Qui est la drag queen ?
Je l’ai rencontré en ville. Ses jambes sont paralysées donc il est en fauteuil roulant. Mais ça ne l’empêche pas de faire des shows. Il est très actif au centre. J’ai laissé son fauteuil roulant en dehors de la photo parce que ma série se focalise sur ce que c’est d’être queer. C’est la première photo de mon livre où le modèle regarde directement dans l’appareil, je trouve qu’elle est une belle représentation de l’identité queer au Japon.

Le Japon en est où niveau droits LGBTQ+ ?
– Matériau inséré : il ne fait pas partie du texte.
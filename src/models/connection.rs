use serde::{Deserialize, Serialize};

/// An external account (Twitch, GitHub, ...) linked to a user.
#[derive(Debug, Clone, PartialEq, Serialize, Deserialize)]
pub struct UserConnection {
    pub id: String,
    pub name: String,
    #[serde(rename = "type")]
    pub connection_type: String,
    #[serde(default)]
    pub revoked: bool,
    #[serde(default)]
    pub integrations: Vec<serde_json::Value>,
    #[serde(default)]
    pub verified: bool,
    #[serde(default)]
    pub friend_sync: bool,
    #[serde(default)]
    pub show_activity: bool,
    /// 0 = only the user, 1 = everyone.
    #[serde(default)]
    pub visibility: u8,
}
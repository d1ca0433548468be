use std::fmt;
use std::sync::atomic::{AtomicI64, Ordering};
use std::time::Duration;

use chrono::{DateTime, Utc};
use reqwest::Client;

use crate::error::Result;
use crate::identify::Identify;

pub const USER_AGENT: &str = "Mozilla/5.0 (Windows NT 10.0; Win64; x64) AppleWebKit/537.36 (KHTML, like Gecko) Chrome/101.0.4951.67 Safari/537.36";
pub const TRANSPORT_TIMEOUT: Duration = Duration::from_secs(20);
pub const MAX_REST_RETRIES: u32 = 3;

/// Configuration and handshake state for one connection to the platform.
///
/// Fields are public so they can be adjusted between [`Session::new`] and
/// opening the gateway. Changing transport or identify fields after that
/// point has no defined effect.
///
/// `token` and `identify.token` start out equal. Code that assigns one of
/// them directly is responsible for keeping the other in sync, or can use
/// [`Session::set_token`].
pub struct Session {
    /// Credential including its scheme, e.g. `"Bot abc"` or `"Bearer abc"`.
    pub token: String,
    pub state_enabled: bool,
    pub compress: bool,
    pub should_reconnect_on_error: bool,
    pub should_retry_on_rate_limit: bool,
    pub shard_id: u32,
    pub shard_count: u32,
    pub max_rest_retries: u32,
    pub user_agent: String,
    pub identify: Identify,
    /// Set to the construction time so a heartbeat monitor starts out healthy.
    pub last_heartbeat_ack: DateTime<Utc>,
    transport_timeout: Duration,
    client: Client,
    // last gateway sequence number seen; written by the gateway only
    sequence: AtomicI64,
}

impl Session {
    /// Bootstrap a session from a token that already carries its scheme
    /// prefix (`"Bot "` or `"Bearer "`). The token is stored as given.
    ///
    /// Performs no network I/O. Fails only if the HTTP client cannot be
    /// initialized.
    pub fn new(token: impl Into<String>) -> Result<Self> {
        let token = token.into();
        let client = build_client(TRANSPORT_TIMEOUT)?;

        let session = Self {
            identify: Identify::new(token.clone()),
            token,
            state_enabled: true,
            compress: true,
            should_reconnect_on_error: true,
            should_retry_on_rate_limit: true,
            shard_id: 0,
            shard_count: 1,
            max_rest_retries: MAX_REST_RETRIES,
            user_agent: USER_AGENT.to_string(),
            last_heartbeat_ack: Utc::now(),
            transport_timeout: TRANSPORT_TIMEOUT,
            client,
            sequence: AtomicI64::new(0),
        };

        tracing::debug!(
            shard_id = session.shard_id,
            shard_count = session.shard_count,
            "session bootstrapped"
        );
        Ok(session)
    }

    /// Replace the credential in both the session and the identify payload.
    pub fn set_token(&mut self, token: impl Into<String>) {
        let token = token.into();
        self.identify.token = token.clone();
        self.token = token;
    }

    /// Set sharding coordinates on the session and the identify payload.
    /// A `shard_count` of 0 is treated as 1.
    pub fn set_shard(&mut self, shard_id: u32, shard_count: u32) {
        let shard_count = shard_count.max(1);
        if shard_id >= shard_count {
            tracing::warn!(shard_id, shard_count, "shard id is outside the shard count");
        }
        self.shard_id = shard_id;
        self.shard_count = shard_count;
        self.identify.shard = Some([shard_id, shard_count]);
    }

    pub fn transport_timeout(&self) -> Duration {
        self.transport_timeout
    }

    /// Rebuild the HTTP client with a new request timeout.
    pub fn set_transport_timeout(&mut self, timeout: Duration) -> Result<()> {
        self.client = build_client(timeout)?;
        self.transport_timeout = timeout;
        Ok(())
    }

    /// HTTP client configured with the session's transport timeout.
    pub fn client(&self) -> &Client {
        &self.client
    }
}

fn build_client(timeout: Duration) -> Result<Client> {
    Ok(Client::builder().timeout(timeout).build()?)
}

impl fmt::Debug for Session {
    fn fmt(&self, f: &mut fmt::Formatter<'_>) -> fmt::Result {
        f.debug_struct("Session")
            .field("token", &"<redacted>")
            .field("state_enabled", &self.state_enabled)
            .field("compress", &self.compress)
            .field("should_reconnect_on_error", &self.should_reconnect_on_error)
            .field("should_retry_on_rate_limit", &self.should_retry_on_rate_limit)
            .field("shard_id", &self.shard_id)
            .field("shard_count", &self.shard_count)
            .field("max_rest_retries", &self.max_rest_retries)
            .field("transport_timeout", &self.transport_timeout)
            .field("user_agent", &self.user_agent)
            .field("identify_capabilities", &self.identify.capabilities)
            .field("identify_shard", &self.identify.shard)
            .field("last_heartbeat_ack", &self.last_heartbeat_ack)
            .field("sequence", &self.sequence.load(Ordering::Relaxed))
            .finish()
    }
}
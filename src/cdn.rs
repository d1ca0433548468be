/// Hash prefix the platform uses for animated (GIF) resources.
pub const ANIMATED_HASH_PREFIX: &str = "a_";

/// Pick the URL for a resource hash and optionally add a `size` query.
///
/// - no hash, non-empty `no_resource` → `no_resource`
/// - no hash, no fallback → empty string (never size-suffixed)
/// - hash starting with `a_` and an animated template → `animated_url`
/// - anything else → `static_url`
///
/// `size` is appended as `?size=<size>` when non-empty and is not validated.
pub fn resolve_url(
    hash: Option<&str>,
    no_resource: Option<&str>,
    static_url: &str,
    animated_url: Option<&str>,
    size: &str,
) -> String {
    let hash = hash.unwrap_or_default();
    let no_resource = no_resource.filter(|url| !url.is_empty());

    let url = if hash.is_empty() {
        match no_resource {
            Some(url) => url,
            None => return String::new(),
        }
    } else {
        match animated_url {
            Some(url) if hash.starts_with(ANIMATED_HASH_PREFIX) => url,
            _ => static_url,
        }
    };

    if size.is_empty() {
        url.to_string()
    } else {
        format!("{url}?size={size}")
    }
}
Les personnes LGBTQ+ ont beaucoup moins de droits qu’en Belgique. Le mariage entre deux personnes de même sexe y est toujours interdit, les hôpitaux peuvent te refuser si t’es séropositif·ve, la PrEP coûte environ 2 000 euros par mois et il est presque impossible financièrement d’y faire de la prévention. Tu peux aussi être refusé·e presque partout si t’es une personne trans. À ce niveau, iels sont encore loin derrière nous. Une fois, avec un ami, on nous a refusé l’entrée dans un photomaton parce qu’on était gays. Iels avaient peur qu’on se batte pour les photos et qu’iels ne puissent pas s’occuper de deux mecs. Les personnes LGBTQ+ ne sont pas souvent les bienvenues dans les fameux love hotels. Bien sûr, on sera toujours sympa avec toi, mais il y a quand même un climat homophobe et transphobe.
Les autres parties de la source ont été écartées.